As the number of musicians in the Republic increased, the Senate decided to introduce qualified professors who could teach music to the youth. Apart from teaching, these professors played in the orchestra Knez's Music (Croatian: Kneževe glazbe). Musical influence during this time mostly came from the Italian city states, so the professors during this time were mostly from Italy. Young musicians extended their musical education most often in the cities of Naples and Rome.

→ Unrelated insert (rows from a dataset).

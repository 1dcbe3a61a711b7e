use axum::{
    http::StatusCode,
    response::{IntoResponse, Response},
    Json,
};
use serde_json::json;
use thiserror::Error;

use crate::pipeline::PipelineError;
use crate::schema::ValidationIssues;

/// Application-level error type.
/// Implements `IntoResponse` so Axum handlers can return `Result<T, AppError>`.
///
/// The taxonomy separates caller mistakes (UserInput), AI output that fails
/// schema validation (Validation, not retryable without changing the input),
/// and unreachable external collaborators (Transport, retryable upstream).
/// No variant is fatal to the process — each is scoped to one request.
#[derive(Debug, Error)]
pub enum AppError {
    #[error("Not found: {0}")]
    NotFound(String),

    #[error("Invalid input: {0}")]
    UserInput(String),

    #[error("Document failed schema validation ({} issue(s))", .0.issues.len())]
    Validation(ValidationIssues),

    #[error("External service error: {0}")]
    Transport(String),

    #[error("Session store error: {0}")]
    Session(#[from] redis::RedisError),

    #[error("Render error: {0}")]
    Render(String),

    #[error("Internal server error: {0}")]
    Internal(#[from] anyhow::Error),
}

impl From<PipelineError> for AppError {
    fn from(err: PipelineError) -> Self {
        match err {
            PipelineError::Transport(e) => AppError::Transport(e.to_string()),
            PipelineError::Validation(issues) => AppError::Validation(issues),
        }
    }
}

impl IntoResponse for AppError {
    fn into_response(self) -> Response {
        let (status, code, message) = match &self {
            AppError::NotFound(msg) => (StatusCode::NOT_FOUND, "NOT_FOUND", msg.clone()),
            AppError::UserInput(msg) => (StatusCode::BAD_REQUEST, "INVALID_INPUT", msg.clone()),
            AppError::Validation(issues) => {
                tracing::warn!("Schema validation rejected document: {issues}");
                let body = Json(json!({
                    "error": {
                        "code": "VALIDATION_ERROR",
                        "message": "The generated document does not conform to the schema",
                        "issues": issues.issues,
                    }
                }));
                return (StatusCode::UNPROCESSABLE_ENTITY, body).into_response();
            }
            AppError::Transport(msg) => {
                tracing::error!("Upstream service error: {msg}");
                (
                    StatusCode::BAD_GATEWAY,
                    "UPSTREAM_ERROR",
                    "An external service could not be reached".to_string(),
                )
            }
            AppError::Session(e) => {
                tracing::error!("Session store error: {e}");
                (
                    StatusCode::INTERNAL_SERVER_ERROR,
                    "SESSION_ERROR",
                    "A session storage error occurred".to_string(),
                )
            }
            AppError::Render(msg) => {
                tracing::error!("Render error: {msg}");
                (
                    StatusCode::INTERNAL_SERVER_ERROR,
                    "RENDER_ERROR",
                    "Failed to render the document".to_string(),
                )
            }
            AppError::Internal(e) => {
                tracing::error!("Internal error: {e:?}");
                (
                    StatusCode::INTERNAL_SERVER_ERROR,
                    "INTERNAL_ERROR",
                    "An internal server error occurred".to_string(),
                )
            }
        };

        let body = Json(json!({
            "error": {
                "code": code,
                "message": message
            }
        }));

        (status, body).into_response()
    }
}
impl Checker {
    fn issue(&mut self, path: impl Into<String>, reason: impl Into<String>) {
        self.issues.push(FieldIssue {
            path: path.into(),
            reason: reason.into(),
        });
    }

    /// The value at `path` must be a JSON object.
    fn as_object<'a>(&mut self, value: &'a Value, path: &str) -> Option<&'a Map<String, Value>> {
        match value {
            Value::Object(map) => Some(map),
            other => {
                self.issue(path, format!("expected an object, got {}", type_name(other)));
                None
            }
        }
    }

    fn required_object<'a>(
        &mut self,
        obj: &'a Map<String, Value>,
        path: &str,
        key: &str,
    ) -> Option<&'a Map<String, Value>> {
        let field = join(path, key);
        match obj.get(key) {
            None => {
                self.issue(field, "required object is missing");
                None
            }
            Some(Value::Null) => {
                self.issue(field, "required object must not be null");
                None
            }
            Some(v) => self.as_object(v, &field),
        }
    }

    fn optional_object<'a>(
        &mut self,
        obj: &'a Map<String, Value>,
        path: &str,
        key: &str,
    ) -> Option<&'a Map<String, Value>> {
        let field = join(path, key);
        match obj.get(key) {
            None => None,
            Some(Value::Null) => {
                self.issue(field, "optional field must be omitted, not null");
                None
            }
            Some(v) => self.as_object(v, &field),
        }
    }

    fn required_string(&mut self, obj: &Map<String, Value>, path: &str, key: &str) {
        let field = join(path, key);
        match obj.get(key) {
            None => self.issue(field, "required string is missing"),
            Some(Value::String(_)) => {}
            Some(Value::Null) => self.issue(field, "required string must not be null"),
            Some(other) => {
                self.issue(field, format!("expected a string, got {}", type_name(other)))
            }
        }
    }

    fn optional_string(&mut self, obj: &Map<String, Value>, path: &str, key: &str) {
        let field = join(path, key);
        match obj.get(key) {
            None | Some(Value::String(_)) => {}
            Some(Value::Null) => self.issue(field, "optional field must be omitted, not null"),
            Some(other) => {
                self.issue(field, format!("expected a string, got {}", type_name(other)))
            }
        }
    }

    fn required_email(&mut self, obj: &Map<String, Value>, path: &str, key: &str) {
        let field = join(path, key);
        match obj.get(key) {
            None => self.issue(field, "required string is missing"),
            Some(Value::String(s)) => {
                if !validator::validate_email(s) {
                    self.issue(field, format!("'{s}' is not a valid email address"));
                }
            }
            Some(Value::Null) => self.issue(field, "required string must not be null"),
            Some(other) => {
                self.issue(field, format!("expected a string, got {}", type_name(other)))
            }
        }
    }

    fn required_string_array(&mut self, obj: &Map<String, Value>, path: &str, key: &str) {
        let field = join(path, key);
        match obj.get(key) {
            None => self.issue(field, "required array is missing"),
            Some(Value::Null) => self.issue(field, "required array must not be null"),
            Some(Value::Array(items)) => self.string_items(&field, items),
            Some(other) => {
                self.issue(field, format!("expected an array, got {}", type_name(other)))
            }
        }
    }

    fn optional_string_array(&mut self, obj: &Map<String, Value>, path: &str, key: &str) {
        let field = join(path, key);
        match obj.get(key) {
            None => {}
            Some(Value::Null) => self.issue(field, "optional field must be omitted, not null"),
            Some(Value::Array(items)) => self.string_items(&field, items),
            Some(other) => {
                self.issue(field, format!("expected an array, got {}", type_name(other)))
            }
        }
    }

    fn string_items(&mut self, field: &str, items: &[Value]) {
        for (i, item) in items.iter().enumerate() {
            if !item.is_string() {
                self.issue(
                    format!("{field}[{i}]"),
                    format!("expected a string, got {}", type_name(item)),
                );
            }
        }
    }

    /// A required sequence of objects; runs `check_item` per element.
    fn required_seq(
        &mut self,
        obj: &Map<String, Value>,
        path: &str,
        key: &str,
        check_item: impl Fn(&mut Checker, &Map<String, Value>, &str),
    ) {
        let field = join(path, key);
        match obj.get(key) {
            None => self.issue(field, "required array is missing"),
            Some(Value::Null) => self.issue(field, "required array must not be null"),
            Some(Value::Array(items)) => self.seq_items(&field, items, check_item),
            Some(other) => {
                self.issue(field, format!("expected an array, got {}", type_name(other)))
            }
        }
    }

    /// An optional sequence of objects. Absent is fine; explicit null is not.
    fn optional_seq(
        &mut self,
        obj: &Map<String, Value>,
        path: &str,
        key: &str,
        check_item: impl Fn(&mut Checker, &Map<String, Value>, &str),
    ) {
        let field = join(path, key);
        match obj.get(key) {
            None => {}
            Some(Value::Null) => self.issue(field, "optional field must be omitted, not null"),
            Some(Value::Array(items)) => self.seq_items(&field, items, check_item),
            Some(other) => {
                self.issue(field, format!("expected an array, got {}", type_name(other)))
            }
        }
    }

    fn seq_items(
        &mut self,
        field: &str,
        items: &[Value],
        check_item: impl Fn(&mut Checker, &Map<String, Value>, &str),
    ) {
        for (i, item) in items.iter().enumerate() {
            let item_path = format!("{field}[{i}]");
            if let Some(map) = self.as_object(item, &item_path) {
                check_item(self, map, &item_path);
            }
        }
    }
}
use anyhow::{Context, Result};

/// Default base URL for the OpenAI-compatible completion service.
const DEFAULT_OPENAI_BASE_URL: &str = "https://api.openai.com/v1";

/// Application configuration loaded from environment variables.
/// Panics at startup if required variables are missing.
#[derive(Debug, Clone)]
pub struct Config {
    pub redis_url: String,
    pub openai_api_key: String,
    pub openai_base_url: String,
    pub port: u16,
    pub rust_log: String,
}

impl Config {
    pub fn from_env() -> Result<Self> {
        dotenvy::dotenv().ok(); // load .env if present; ignore if missing

        Ok(Config {
            redis_url: require_env("REDIS_URL")?,
            openai_api_key: require_env("OPENAI_API_KEY")?,
            openai_base_url: std::env::var("OPENAI_BASE_URL")
                .unwrap_or_else(|_| DEFAULT_OPENAI_BASE_URL.to_string()),
            port: std::env::var("PORT")
                .unwrap_or_else(|_| "8080".to_string())
                .parse::<u16>()
                .context("PORT must be a valid port number")?,
            rust_log: std::env::var("RUST_LOG").unwrap_or_else(|_| "info".to_string()),
        })
    }
}

fn require_env(key: &str) -> Result<String> {
    std::env::var(key).with_context(|| format!("Required environment variable '{key}' is not set"))
}
//! Transcript parsing pipeline.
//!
//! [`TranscriptParser`] runs the stages from [`parsing`](crate::parsing) in a
//! single forward pass:
//!
//! ```text
//! raw text → locate markers → split segments → resolve timestamps
//!          → classify segments → build entries
//! ```
//!
//! Content problems never abort the pass. A transcript without markers, or
//! whose markers all fail to resolve, yields an empty [`Transcript`] whose
//! [`ParseStatus`] says why.
//!
//! # Example
//!
//! ```rust
//! use chatlens::parser::{ParseStatus, TranscriptParser};
//!
//! let parser = TranscriptParser::new();
//! let transcript = parser.parse_str("1/2/23, 10:00 - Alice: hello\n1/2/23, 10:05 - Bob: hi there");
//!
//! assert_eq!(transcript.status, ParseStatus::Parsed);
//! assert_eq!(transcript.entries.len(), 2);
//! assert_eq!(transcript.entries[1].author(), "Bob");
//! ```

use std::fmt;
use std::fs;
use std::path::Path;

use chrono::NaiveDateTime;
use serde::Serialize;
use tracing::{debug, info, warn};

use crate::Entry;
use crate::config::ParserConfig;
use crate::entry::Sentinel;
use crate::error::ChatlensError;
use crate::parsing::classify::{Classification, ClassifyError, Classifier};
use crate::parsing::decode::{decode_lossy, first_replacement};
use crate::parsing::locator::{locate, split};
use crate::parsing::timestamp::resolve_timestamp;

#[cfg(feature = "parallel")]
use rayon::prelude::*;

/// Outcome of a parse, distinguishing the ways a transcript can come out empty.
#[derive(Debug, Clone, Copy, PartialEq, Eq, Hash, Serialize)]
#[serde(rename_all = "snake_case")]
pub enum ParseStatus {
    /// The input was empty or not text.
    InvalidInput,
    /// No timestamp markers were found.
    NoTimestamps,
    /// Markers were found but none resolved to a valid moment.
    NoResolvableTimestamps,
    /// At least one entry was produced.
    Parsed,
}

impl ParseStatus {
    /// Human-readable explanation suitable for showing to a user.
    pub fn diagnostic(self) -> &'static str {
        match self {
            ParseStatus::InvalidInput => {
                "Input is empty or not valid text. Export the chat again as a .txt file."
            }
            ParseStatus::NoTimestamps => {
                "No timestamped lines were found. Make sure the file is an unmodified chat export."
            }
            ParseStatus::NoResolvableTimestamps => {
                "Timestamps were found but none could be read as a valid date."
            }
            ParseStatus::Parsed => "Chat parsed successfully.",
        }
    }

    /// Returns `true` if entries were produced.
    pub fn is_parsed(self) -> bool {
        self == ParseStatus::Parsed
    }
}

In modern times, an orchestra was formed on August 25, 1925 under the name Dubrovnik Philharmonic Orchestra. The first symphony concert was held in the Marin Držić Theatre under the Polish conductor Tadeusz Sygietynski, then the conductor of the Warsaw Opera company. Reviews of the performance were good, and the activities of the orchestra were soon financed by the local government.

Over the years the orchestra changed its name several times. In 1946 it took on the name Dubrovnik City Orchestra. In 1992, it began to work closely with the Dubrovnik Summer Games and changed its name to the Dubrovnik Festival Orchestra. The current name was adopted in 1995.

Over the years many well-known conductors and performers have played with the orchestra: Lovro von Matačić, Zubin Mehta, Kirill Kondrashin, Ernst Märzendorfer, Henryk Szeryng, Mstislav Rostropovich, Antonio Janigro, Yehudi Menuhin, Anton Nanut, David Oistrakh, Sviatoslav Richter and others.

== Present ==
The orchestra regularly performs at the Dubrovnik Summer Festival. Its repertoire includes many of Dubrovnik's 18th century classics, especially those of Luka Sorkočević and Ivan Mane Jarnović. The orchestra also holds concerts in the atrium of the Rector's Palace, as well as performing around Croatia and internationally.
Throughout the year, Dubrovnik Symphony Orchestra produces music festivals that attract audiences from all over the world:

- Dubrovnik Late Summer Festival
- Orlando Furioso
- Tino Pattiera
- Autumn Music Variety
- Stradun Classic
- Dubrovnik Music Spring

Together with renowned musicians and conductors, Dubrovnik Symphony Orchestra participates in creation of quality cultural programme, presenting Dubrovnik as a cultural destination.